* SUPPLIED RECORDS
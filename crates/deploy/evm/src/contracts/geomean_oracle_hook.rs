//! GeomeanOracleHook constructor encoding.
//!
//! The hook takes two addresses, in this order:
//! `constructor(IVault vault, address allowedPoolFactory)`.

use alloy::primitives::Bytes;
use alloy::sol;
use alloy::sol_types::SolConstructor;
use deploy_core::ConstructorArgs;

sol! {
    #[allow(missing_docs)]
    #[derive(Debug)]
    contract GeomeanOracleHook {
        constructor(address vault, address allowedPoolFactory);
    }
}

/// ABI-encode the constructor arguments (two left-padded 32-byte words).
pub fn encode_constructor_args(args: &ConstructorArgs) -> Vec<u8> {
    GeomeanOracleHook::constructorCall {
        vault: args.vault,
        allowedPoolFactory: args.allowed_pool_factory,
    }
    .abi_encode()
}

/// Creation code followed by the encoded constructor arguments.
pub fn deploy_code(bytecode: &[u8], args: &ConstructorArgs) -> Bytes {
    let encoded = encode_constructor_args(args);
    let mut code = Vec::with_capacity(bytecode.len() + encoded.len());
    code.extend_from_slice(bytecode);
    code.extend_from_slice(&encoded);
    code.into()
}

* EXERCISE DESCRIPTION
Identify and extract each line of the listing that contains "arguments".

* TASK RESPONSE
/// ABI-encode the constructor arguments (two left-padded 32-byte words).
/// Creation code followed by the encoded constructor arguments.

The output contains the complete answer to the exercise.